As MD of McCarthy Global, I would like to take this opportunity to wish a very Merry Christmas to our clients, supporters, partners, friends and family.
We’ve reached the end of another tumultuous year. It’s a cliche, but every trip around the sun seems to go faster and faster. Maybe I’m getting old, or maybe it’s the increasingly frenetic pace of our modern tech-infused life. Whatever the case, it certainly doesn’t feel like a full 12 months since I sat down to write 2015’s version of this letter.
I think there will be a lot of people who’ll be glad to see the back end of 2016. As a nation we’ve certainly had our fair share of challenges, driven in large part by the end of the resources super-cycle. Labour force participation is at near-record lows, indicating that a substantial number of working-age people have given up seeking work. Wages growth is also at record lows.

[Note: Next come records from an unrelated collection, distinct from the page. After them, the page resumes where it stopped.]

pub mod mock_sensor;
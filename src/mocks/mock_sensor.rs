// This file is only compiled during tests

use std::collections::VecDeque;
use std::error::Error;

use crate::sensor::{RawSample, SensorDriver};

/// Scripted sensor driver: each read pops the next queued outcome; once a
/// queue runs dry the last successful sample repeats, like a chip whose
/// output registers hold their values between conversions. An `Err` entry
/// simulates one failed bus transaction.
pub struct MockSensor {
    magnetometer: VecDeque<Result<RawSample, String>>,
    accel: VecDeque<Result<RawSample, String>>,
    last_magnetometer: RawSample,
    last_accel: RawSample,
}

impl MockSensor {
    pub fn new() -> Self {
        Self {
            magnetometer: VecDeque::new(),
            accel: VecDeque::new(),
            last_magnetometer: (0, 0, 0),
            last_accel: (0, 0, 0),
        }
    }

    pub fn push_magnetometer(&mut self, outcome: Result<RawSample, String>) {
        self.magnetometer.push_back(outcome);
    }

    pub fn push_accel(&mut self, outcome: Result<RawSample, String>) {
        self.accel.push_back(outcome);
    }
}

impl SensorDriver for MockSensor {
    fn reset(&mut self) -> Result<(), Box<dyn Error>> {
        Ok(())
    }

    fn read_magnetometer(&mut self) -> Result<RawSample, Box<dyn Error>> {
        match self.magnetometer.pop_front() {
            Some(Ok(sample)) => {
                self.last_magnetometer = sample;
                Ok(sample)
            }
            Some(Err(message)) => Err(message.into()),
            None => Ok(self.last_magnetometer),
        }
    }

    fn read_accel(&mut self) -> Result<RawSample, Box<dyn Error>> {
        match self.accel.pop_front() {
            Some(Ok(sample)) => {
                self.last_accel = sample;
                Ok(sample)
            }
            Some(Err(message)) => Err(message.into()),
            None => Ok(self.last_accel),
        }
    }
}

Private debt (mortgages, credit cards etc) as a percentage of income is among the highest in the developed world and growing quickly.
These factors are causing many consumers to tighten their purse strings, and unfortunately our political class doesn’t appear to have any answers as to how to get the economy back on course. As a result, the IMF has warned that it believes Australia is at risk of economic crisis, and S&P is widely tipped to downgrade our credit rating next week.

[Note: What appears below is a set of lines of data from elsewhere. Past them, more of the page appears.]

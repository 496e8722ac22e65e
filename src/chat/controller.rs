//! Orchestration of one conversational round trip.

use std::sync::Arc;
use std::sync::atomic::{AtomicU64, Ordering};
use std::time::Instant;

use crate::chat::interrupt::Interrupt;
use crate::chat::store::SessionStore;
use crate::client::ModelClient;
use crate::error::Error;
use crate::observability::{
    CHAT_RESETS, CHAT_SUBMITS, CHAT_SUBMITS_BUSY, CHAT_SUBMITS_IGNORED, CHAT_TURN_DURATION,
    CHAT_TURN_FAILURES,
};
use crate::types::{DisplayMessage, ModelHistoryEntry, orphaned_user_entries};

/////////////////////////////////////////// SubmitOutcome //////////////////////////////////////////

/// What a call to [`ChatController::submit`] did.
#[derive(Debug, Clone)]
pub enum SubmitOutcome {
    /// The input was blank; nothing changed.
    Ignored,

    /// Another round trip is still running for this session; nothing changed.
    Busy,

    /// The model replied and both logs gained a user and a bot entry.
    Replied {
        /// The model's reply.
        reply: String,
    },

    /// The model call failed; only the user entries were recorded.
    Failed {
        /// Transient notice to show the user.
        notice: String,
        /// The underlying failure.
        error: Error,
    },

    /// The session was reset while the request was in flight, so the reply
    /// was dropped instead of being appended to the fresh session.
    Superseded,
}

impl SubmitOutcome {
    /// Returns true if the model replied.
    pub fn is_replied(&self) -> bool {
        matches!(self, SubmitOutcome::Replied { .. })
    }

    /// The transient failure notice, if any.
    pub fn notice(&self) -> Option<&str> {
        match self {
            SubmitOutcome::Failed { notice, .. } => Some(notice),
            _ => None,
        }
    }
}

///////////////////////////////////////////// ChatStats ////////////////////////////////////////////

/// Counters for one controller plus the current shape of its session.
#[derive(Debug, Clone, PartialEq, Eq)]
pub struct ChatStats {
    /// Round trips started.
    pub turns_attempted: u64,
    /// Round trips that produced a reply.
    pub turns_succeeded: u64,
    /// Round trips that failed.
    pub turns_failed: u64,
    /// Number of display messages.
    pub display_len: usize,
    /// Number of history entries.
    pub history_len: usize,
    /// User entries in the history with no reply after them.
    pub orphaned_user_entries: usize,
}

/////////////////////////////////////////// ChatController //////////////////////////////////////////

/// Drives round trips between a [`SessionStore`] and a [`ModelClient`].
pub struct ChatController<C: ModelClient + ?Sized = dyn ModelClient> {
    store: Arc<SessionStore>,
    client: Arc<C>,
    attempted: AtomicU64,
    succeeded: AtomicU64,
    failed: AtomicU64,
}

impl<C: ModelClient + ?Sized> ChatController<C> {
    /// Creates a controller for `store` that talks to `client`.
    pub fn new(store: Arc<SessionStore>, client: Arc<C>) -> Self {
        store.init();
        Self {
            store,
            client,
            attempted: AtomicU64::new(0),
            succeeded: AtomicU64::new(0),
            failed: AtomicU64::new(0),
        }
    }

    /// The session this controller mutates.
    pub fn store(&self) -> &Arc<SessionStore> {
        &self.store
    }

    /// The model client.
    pub fn client(&self) -> &Arc<C> {
        &self.client
    }

    /// Submits `text` as the user's next turn.
    ///
    /// The user's message is recorded in both logs before the model is
    /// called, and stays there if the call fails.  Pending input is cleared
    /// whether or not the call succeeds.  Blank input changes nothing.
    pub async fn submit(&self, text: &str) -> SubmitOutcome {
        self.run_turn(text, None).await
    }

    /// Like [`ChatController::submit`], but a triggered `interrupt` fails the
    /// round trip with [`Error::Abort`] instead of waiting for the reply.
    pub async fn submit_interruptible(&self, text: &str, interrupt: &Interrupt) -> SubmitOutcome {
        self.run_turn(text, Some(interrupt)).await
    }

    /// Clears the session back to its initial empty state.
    ///
    /// No network call is made, and it may be called while a round trip is
    /// in flight; that round trip's reply is then dropped.
    pub fn reset(&self) {
        self.store.clear();
        CHAT_RESETS.click();
        tracing::info!(session = %self.store.id(), "session reset");
    }

    /// Returns the current counters and session shape.
    pub fn stats(&self) -> ChatStats {
        let snapshot = self.store.snapshot();
        ChatStats {
            turns_attempted: self.attempted.load(Ordering::Relaxed),
            turns_succeeded: self.succeeded.load(Ordering::Relaxed),
            turns_failed: self.failed.load(Ordering::Relaxed),
            display_len: snapshot.display.len(),
            history_len: snapshot.history.len(),
            orphaned_user_entries: orphaned_user_entries(&snapshot.history),
        }
    }

    async fn run_turn(&self, text: &str, interrupt: Option<&Interrupt>) -> SubmitOutcome {
        if text.trim().is_empty() {
            CHAT_SUBMITS_IGNORED.click();
            tracing::debug!(session = %self.store.id(), "ignoring blank submit");
            return SubmitOutcome::Ignored;
        }
        let Some(_turn) = self.store.try_begin_turn() else {
            CHAT_SUBMITS_BUSY.click();
            tracing::debug!(session = %self.store.id(), "submit rejected, turn in flight");
            return SubmitOutcome::Busy;
        };
        CHAT_SUBMITS.click();
        self.attempted.fetch_add(1, Ordering::Relaxed);

        let (epoch, history) = self.store.with_session(|session| {
            session.display.push(DisplayMessage::user(text));
            session.history.push(ModelHistoryEntry::user(text));
            (session.epoch, session.history.clone())
        });
        tracing::info!(
            session = %self.store.id(),
            history_len = history.len(),
            "submitting turn"
        );

        let start = Instant::now();
        let result = match interrupt {
            Some(interrupt) => {
                tokio::select! {
                    result = self.client.complete(&history, text) => result,
                    _ = interrupt.triggered() => Err(Error::abort("request interrupted")),
                }
            }
            None => self.client.complete(&history, text).await,
        };
        CHAT_TURN_DURATION.add(start.elapsed().as_secs_f64());

        self.store.with_session(|session| {
            if session.epoch != epoch {
                tracing::info!(session = %self.store.id(), "session reset during turn, dropping reply");
                return SubmitOutcome::Superseded;
            }
            let outcome = match result {
                Ok(reply) => {
                    session.history.push(ModelHistoryEntry::model(reply.clone()));
                    session.display.push(DisplayMessage::bot(reply.clone()));
                    self.succeeded.fetch_add(1, Ordering::Relaxed);
                    tracing::info!(session = %self.store.id(), "turn completed");
                    SubmitOutcome::Replied { reply }
                }
                Err(error) => {
                    CHAT_TURN_FAILURES.click();
                    self.failed.fetch_add(1, Ordering::Relaxed);
                    tracing::warn!(
                        session = %self.store.id(),
                        retryable = error.is_retryable(),
                        "turn failed: {error}"
                    );
                    SubmitOutcome::Failed {
                        notice: failure_notice(&error),
                        error,
                    }
                }
            };
            session.pending.clear();
            outcome
        })
    }
}

/// The transient notice shown for a failed round trip.
pub fn failure_notice(error: &Error) -> String {
    format!("Error: {error}")
}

There’s no guarantee 2017 will be any better, but neither is there yet any indication that we’re in for an annus horribilis. The event that is expected to have the greatest impact on our economy next year is, of course, the election of Donald Trump as US President. Interestingly, in contrast to many pundits’ pre-election predictions of doom and gloom, the financial markets have rallied since his election and many economists are now predicting an improvement in our economic fortunes.
For starters, the OECD has cautiously predicted that Trump’s economic policies, particularly infrastructure spending and tax cuts, will have a positive impact on global GDP growth. However, it also notes that much of this growth could be undone if the Trump administration enacts its proposed protectionist trade policies.
The Dow Jones, with which the All Ords is closely correlated, has rallied since the election of Donald Trump, and is now nearing the 20,000 point milestone. It remains to be seen whether this rally continues, however the result is already in stark contrast to the doomsayers who predicted an immediate crash if Trump was elected.
Commodity prices, upon which Australia is still heavily reliant for prosperity, have also rallied strongly. Iron ore and coal have both doubled in price since the start of the year, based largely on financial market speculation that a Trump-led US government will invest heavily in infrastructure, as well as the aforementioned expectation of global GDP growth and a moderate increase in recent physical Chinese demand.
Of course, the fact remains that Trump is a mercurial character, with an ego the size of Texas and a tendency towards emotional outbursts and rash decisions. His unique approach to the Presidency may be just the thing the world needs to shake it out of its post-GFC slumber, or it could be an unmitigated disaster. One thing’s for sure: it won’t be a boring ride.
I hope you all have the opportunity to take some time off over Christmas, to give your mind and body a rest, reflect on the year that was and to prepare for the year ahead. If you can, try to take a day to set some measurable, achievable goals for the coming year. People who set and work towards goals will generally find their performance exceeds those who do not.
See you in 2017.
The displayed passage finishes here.